Clique aqui e siga o canal do DN Brasil no WhatsApp!
Samila Medeiros conseguiu correr no mercado e comprar alguns enlatados, água e lanterna, mas não o rádio. “Ficamos ouvindo as notícias pelo rádio do carro”, conta. Com necessidade de eletricidade para a bomba de água, a prioridade foi o banho do bebê de sete meses dela e de seu marido.
A brasileira Raquel Ribeiro também conta que estava preparada e não teve nenhum contratempo. Sem ter atividades online, Ribeiro decidiu ir para a rua. “Foi bonito ver as pessoas interagindo, conversando, sorrindo... coisas que geralmente não vejo aqui em Campolide, um bairro mais parado e sem muita simpatia e conversa entre as pessoas que vejo”, comenta.
Essa foi a mesma impressão da brasileira Karen Pessoa.
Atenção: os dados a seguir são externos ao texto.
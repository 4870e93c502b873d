//! Issuance ledger: sequential pass ids and holder bookkeeping.
//!
//! Two maps are maintained together:
//! ```text
//! owner_of:   TokenId -> Address   (keys are exactly 1..=token_counter)
//! balance_of: Address -> u64       (Σ values == token_counter)
//! ```
//! Both are only written by [`IssuanceLedger::issue`], after every
//! precondition has passed, so they never diverge.

use std::collections::BTreeMap;

use passmint_types::{Address, PassmintError, Result, TokenId, constants};
use rust_decimal::Decimal;
use serde::{Deserialize, Serialize};

use crate::mint_gate::MintGate;
use crate::treasury::Treasury;

/// Sequential pass issuance with a fixed price and supply cap.
#[derive(Debug, Clone, PartialEq, Eq, Serialize, Deserialize)]
pub struct IssuanceLedger {
    /// Number of passes issued so far; also the id of the latest pass.
    token_counter: u64,
    max_supply: u64,
    unit_price: Decimal,
    base_uri: String,
    owner_of: BTreeMap<TokenId, Address>,
    balance_of: BTreeMap<Address, u64>,
}

impl IssuanceLedger {
    /// Create an empty ledger.
    #[must_use]
    pub fn new(base_uri: impl Into<String>, unit_price: Decimal, max_supply: u64) -> Self {
        Self {
            token_counter: 0,
            max_supply,
            unit_price,
            base_uri: base_uri.into(),
            owner_of: BTreeMap::new(),
            balance_of: BTreeMap::new(),
        }
    }

    /// Issue the next pass to `holder`.
    ///
    /// Preconditions, checked in this order:
    /// 1. the mint gate is open
    /// 2. `payment >= unit_price`
    /// 3. the supply cap is not reached
    ///
    /// On success the whole `payment` is credited to `treasury` and the new
    /// id is returned. On failure nothing changes.
    pub fn issue(
        &mut self,
        gate: &MintGate,
        treasury: &mut Treasury,
        holder: Address,
        payment: Decimal,
    ) -> Result<TokenId> {
        gate.check_open()?;

        if payment < self.unit_price {
            return Err(PassmintError::InsufficientPayment {
                needed: self.unit_price,
                tendered: payment,
            });
        }

        if self.token_counter >= self.max_supply {
            return Err(PassmintError::MaxSupplyReached {
                max_supply: self.max_supply,
            });
        }

        // Fallible step first: nothing below can fail.
        treasury.deposit(payment)?;

        self.token_counter += 1;
        let token_id = TokenId(self.token_counter);
        self.owner_of.insert(token_id, holder);
        *self.balance_of.entry(holder).or_insert(0) += 1;

        tracing::debug!(
            token_id = %token_id,
            holder = %holder,
            paid = %payment,
            issued = self.token_counter,
            "Pass issued"
        );
        Ok(token_id)
    }

    /// Whether `token_id` has been issued.
    #[must_use]
    pub fn exists(&self, token_id: TokenId) -> bool {
        token_id.0 >= 1 && token_id.0 <= self.token_counter
    }

    /// Metadata pointer: `base_uri + id + ".json"`.
    pub fn token_uri(&self, token_id: TokenId) -> Result<String> {
        if !self.exists(token_id) {
            return Err(PassmintError::TokenNotFound(token_id));
        }
        Ok(format!(
            "{}{}{}",
            self.base_uri,
            token_id,
            constants::METADATA_SUFFIX
        ))
    }

    /// Holder of an issued pass.
    pub fn owner_of(&self, token_id: TokenId) -> Result<Address> {
        self.owner_of
            .get(&token_id)
            .copied()
            .ok_or(PassmintError::TokenNotFound(token_id))
    }

    /// Number of passes held by `holder`.
    #[must_use]
    pub fn balance_of(&self, holder: &Address) -> u64 {
        self.balance_of.get(holder).copied().unwrap_or(0)
    }

    /// Number of passes issued so far.
    #[must_use]
    pub fn token_ids(&self) -> u64 {
        self.token_counter
    }

    /// The supply cap.
    #[must_use]
    pub fn max_token_ids(&self) -> u64 {
        self.max_supply
    }

    #[must_use]
    pub fn remaining_supply(&self) -> u64 {
        self.max_supply.saturating_sub(self.token_counter)
    }

    #[must_use]
    pub fn unit_price(&self) -> Decimal {
        self.unit_price
    }

    #[must_use]
    pub fn base_uri(&self) -> &str {
        &self.base_uri
    }

    /// Distinct holders, in address order.
    pub fn holders(&self) -> impl Iterator<Item = (&Address, u64)> {
        self.balance_of.iter().map(|(addr, n)| (addr, *n))
    }

    /// Check the issuance parameters, then that the two maps and the
    /// counter agree.
    ///
    /// # Errors
    /// Returns [`PassmintError::InvariantViolation`] describing the first
    /// disagreement found.
    pub fn verify(&self) -> Result<()> {
        let violation =
            |reason: String| -> Result<()> { Err(PassmintError::InvariantViolation { reason }) };

        if self.base_uri.trim().is_empty() {
            return violation("base_uri is empty".into());
        }
        if self.unit_price < Decimal::ZERO {
            return violation(format!("unit_price {} is negative", self.unit_price));
        }
        if self.max_supply == 0 {
            return violation("max_supply is 0".into());
        }

        if self.token_counter > self.max_supply {
            return violation(format!(
                "token_counter {} exceeds max_supply {}",
                self.token_counter, self.max_supply
            ));
        }

        let issued = u64::try_from(self.owner_of.len()).unwrap_or(u64::MAX);
        if issued != self.token_counter {
            return violation(format!(
                "owner_of has {issued} entries, token_counter is {}",
                self.token_counter
            ));
        }
        for (expected, id) in (1..=self.token_counter).zip(self.owner_of.keys()) {
            if id.0 != expected {
                return violation(format!("token id {expected} missing, found {id}"));
            }
        }

        let mut tally: BTreeMap<Address, u64> = BTreeMap::new();
        for holder in self.owner_of.values() {
            *tally.entry(*holder).or_insert(0) += 1;
        }
        if tally != self.balance_of {
            let total: u64 = self.balance_of.values().sum();
            return violation(format!(
                "balance_of disagrees with owner_of (Σ balance_of = {total}, token_counter = {})",
                self.token_counter
            ));
        }
        Ok(())
    }
}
Ela e a família decidiram sair para passear no dia de sol. “Nunca tinha visto tantas pessoas passeando na Estrada de Benfica, famílias, crianças correndo e brincando, adolescentes em rodas conversando e rindo, cachorros, gatos e sorrisos”, ressalta. O dia foi finalizado com o brinde e celebração quando a luz voltou à noite.
Já Alessandra Chiarini e o marido tiveram uma ideia que definiram como genial: foram até a Makro. “Lá estava tudo bem calmo e abastecido, passando cartão “, pontua. O caso ficou de lição para o futuro. “Precisamos ser organizados porque pode acontecer outro caos desse em um outro dia qualquer. Queremos saber se conseguiremos fazer algo com calma. Então, antes de tudo sempre temos que ter um pouco mais de comida para emergência em casa, isso faz a diferença”, finaliza.